* _How to complete this task_: Across the records that follow, count each line holding "links", and write only the total.

┏━━

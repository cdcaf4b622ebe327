//! Entity model: rooms, connectors, furniture, and their sparse updates.
//!
//! All geometry is in abstract world units. Rooms are axis-aligned rectangles
//! on an integer floor index. Connectors link exactly two rooms at a point on
//! their shared boundary. Furniture positions are offsets from the owning
//! room's *center*, so furniture travels with the room on translation without
//! any recomputation.

#[cfg(test)]
#[path = "model_test.rs"]
mod model_test;

use serde::{Deserialize, Serialize};
use uuid::Uuid;

use crate::camera::Point;

/// Unique identifier for a room.
pub type RoomId = Uuid;

/// Unique identifier for a connector.
pub type ConnectorId = Uuid;

/// Unique identifier for a furniture item.
pub type FurnitureId = Uuid;

/// Axis-aligned rectangle in world units. `start` edges are the low
/// coordinates; invariants require `end_x > start_x` and `end_y > start_y`.
#[derive(Debug, Clone, Copy, PartialEq, Serialize, Deserialize)]
pub struct Rect {
    pub start_x: f64,
    pub end_x: f64,
    pub start_y: f64,
    pub end_y: f64,
}

impl Rect {
    #[must_use]
    pub fn new(start_x: f64, end_x: f64, start_y: f64, end_y: f64) -> Self {
        Self { start_x, end_x, start_y, end_y }
    }

    /// Build a normalized rect from two opposite corners in any order.
    #[must_use]
    pub fn from_corners(a: Point, b: Point) -> Self {
        Self {
            start_x: a.x.min(b.x),
            end_x: a.x.max(b.x),
            start_y: a.y.min(b.y),
            end_y: a.y.max(b.y),
        }
    }

    /// Build a rect of the given size centered on `center`.
    #[must_use]
    pub fn centered(center: Point, width: f64, height: f64) -> Self {
        Self {
            start_x: center.x - width / 2.0,
            end_x: center.x + width / 2.0,
            start_y: center.y - height / 2.0,
            end_y: center.y + height / 2.0,
        }
    }

    #[must_use]
    pub fn width(&self) -> f64 {
        self.end_x - self.start_x
    }

    #[must_use]
    pub fn height(&self) -> f64 {
        self.end_y - self.start_y
    }

    #[must_use]
    pub fn center(&self) -> Point {
        Point::new(
            (self.start_x + self.end_x) / 2.0,
            (self.start_y + self.end_y) / 2.0,
        )
    }

    #[must_use]
    pub fn translated(&self, dx: f64, dy: f64) -> Self {
        Self {
            start_x: self.start_x + dx,
            end_x: self.end_x + dx,
            start_y: self.start_y + dy,
            end_y: self.end_y + dy,
        }
    }

    /// Whether `p` lies inside the rect (boundary counts as inside).
    #[must_use]
    pub fn contains_point(&self, p: Point) -> bool {
        p.x >= self.start_x && p.x <= self.end_x && p.y >= self.start_y && p.y <= self.end_y
    }
}

/// The type tag of a room.
#[derive(Debug, Clone, Copy, PartialEq, Eq, Default, Serialize, Deserialize)]
#[serde(rename_all = "lowercase")]
pub enum RoomKind {
    #[default]
    Generic,
    Corridor,
    Storage,
    Outdoor,
}

/// A rectangular space on one floor of the layout.
#[derive(Debug, Clone, Serialize, Deserialize)]
pub struct Room {
    pub id: RoomId,
    /// Floor index; geometry queries never cross floors.
    pub floor: i32,
    pub rect: Rect,
    pub kind: RoomKind,
    /// Locked rooms can be selected but not moved or resized.
    pub locked: bool,
}

impl Room {
    /// World-space center of the room; the origin of its furniture.
    #[must_use]
    pub fn center(&self) -> Point {
        self.rect.center()
    }

    /// Half of the room's width and height, the bound for furniture placement.
    #[must_use]
    pub fn half_extents(&self) -> (f64, f64) {
        (self.rect.width() / 2.0, self.rect.height() / 2.0)
    }

    /// Convert a room-relative offset to a world-space point.
    #[must_use]
    pub fn to_world(&self, rel: Point) -> Point {
        let c = self.center();
        Point::new(c.x + rel.x, c.y + rel.y)
    }

    /// Convert a world-space point to an offset from the room's center.
    #[must_use]
    pub fn to_room_relative(&self, world: Point) -> Point {
        let c = self.center();
        Point::new(world.x - c.x, world.y - c.y)
    }
}

/// Open/closed/locked state of a connector.
#[derive(Debug, Clone, Copy, PartialEq, Eq, Serialize, Deserialize)]
#[serde(rename_all = "lowercase")]
pub enum ConnectorState {
    Open,
    Closed,
    Locked,
}

/// A door-like link between exactly two rooms, positioned on (or within
/// snapping tolerance of) their shared boundary.
#[derive(Debug, Clone, Serialize, Deserialize)]
pub struct Connector {
    pub id: ConnectorId,
    pub from_room: RoomId,
    pub to_room: RoomId,
    /// World-space position.
    pub x: f64,
    pub y: f64,
    pub width: f64,
    pub height: f64,
    /// Rotation in degrees; one of 0, 90, 180, 270. 90° means the shared
    /// wall runs north-south (an east/west adjacency).
    pub rotation: f64,
    pub state: ConnectorState,
}

impl Connector {
    /// Whether this connector links the same unordered room pair as `(a, b)`.
    #[must_use]
    pub fn links(&self, a: RoomId, b: RoomId) -> bool {
        (self.from_room == a && self.to_room == b) || (self.from_room == b && self.to_room == a)
    }
}

/// A decoration object owned by a room. `x` / `y` are offsets from the
/// owning room's center, not world coordinates.
#[derive(Debug, Clone, Serialize, Deserialize)]
pub struct Furniture {
    pub id: FurnitureId,
    pub room_id: RoomId,
    pub x: f64,
    pub y: f64,
    pub width: f64,
    pub height: f64,
    pub rotation: f64,
    /// Stacking order within the room; lower values draw beneath higher.
    pub z_index: i64,
}

impl Furniture {
    /// Room-relative bounding box centered on the item's position.
    #[must_use]
    pub fn rel_rect(&self) -> Rect {
        Rect::centered(Point::new(self.x, self.y), self.width, self.height)
    }
}

/// Sparse update for a room. Only present fields are applied.
#[derive(Debug, Clone, Default, PartialEq, Serialize, Deserialize)]
pub struct RoomPatch {
    #[serde(skip_serializing_if = "Option::is_none")]
    pub floor: Option<i32>,
    #[serde(skip_serializing_if = "Option::is_none")]
    pub start_x: Option<f64>,
    #[serde(skip_serializing_if = "Option::is_none")]
    pub end_x: Option<f64>,
    #[serde(skip_serializing_if = "Option::is_none")]
    pub start_y: Option<f64>,
    #[serde(skip_serializing_if = "Option::is_none")]
    pub end_y: Option<f64>,
    #[serde(skip_serializing_if = "Option::is_none")]
    pub kind: Option<RoomKind>,
    #[serde(skip_serializing_if = "Option::is_none")]
    pub locked: Option<bool>,
}

impl RoomPatch {
    /// A patch carrying all four rectangle edges.
    #[must_use]
    pub fn from_rect(rect: Rect) -> Self {
        Self {
            start_x: Some(rect.start_x),
            end_x: Some(rect.end_x),
            start_y: Some(rect.start_y),
            end_y: Some(rect.end_y),
            ..Self::default()
        }
    }

    /// The rect this patch would produce when applied over `current`.
    #[must_use]
    pub fn rect_over(&self, current: Rect) -> Rect {
        Rect {
            start_x: self.start_x.unwrap_or(current.start_x),
            end_x: self.end_x.unwrap_or(current.end_x),
            start_y: self.start_y.unwrap_or(current.start_y),
            end_y: self.end_y.unwrap_or(current.end_y),
        }
    }
}

/// Sparse update for a connector.
#[derive(Debug, Clone, Default, PartialEq, Serialize, Deserialize)]
pub struct ConnectorPatch {
    #[serde(skip_serializing_if = "Option::is_none")]
    pub x: Option<f64>,
    #[serde(skip_serializing_if = "Option::is_none")]
    pub y: Option<f64>,
    #[serde(skip_serializing_if = "Option::is_none")]
    pub width: Option<f64>,
    #[serde(skip_serializing_if = "Option::is_none")]
    pub height: Option<f64>,
    #[serde(skip_serializing_if = "Option::is_none")]
    pub rotation: Option<f64>,
    #[serde(skip_serializing_if = "Option::is_none")]
    pub state: Option<ConnectorState>,
}

impl ConnectorPatch {
    /// A patch carrying only a position.
    #[must_use]
    pub fn at(x: f64, y: f64) -> Self {
        Self { x: Some(x), y: Some(y), ..Self::default() }
    }
}

/// Sparse update for a furniture item.
#[derive(Debug, Clone, Default, PartialEq, Serialize, Deserialize)]
pub struct FurniturePatch {
    #[serde(skip_serializing_if = "Option::is_none")]
    pub x: Option<f64>,
    #[serde(skip_serializing_if = "Option::is_none")]
    pub y: Option<f64>,
    #[serde(skip_serializing_if = "Option::is_none")]
    pub width: Option<f64>,
    #[serde(skip_serializing_if = "Option::is_none")]
    pub height: Option<f64>,
    #[serde(skip_serializing_if = "Option::is_none")]
    pub rotation: Option<f64>,
    #[serde(skip_serializing_if = "Option::is_none")]
    pub z_index: Option<i64>,
}

impl FurniturePatch {
    /// A patch carrying only a room-relative position.
    #[must_use]
    pub fn at(x: f64, y: f64) -> Self {
        Self { x: Some(x), y: Some(y), ..Self::default() }
    }
}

┗━━

* _Completed exercise_: 2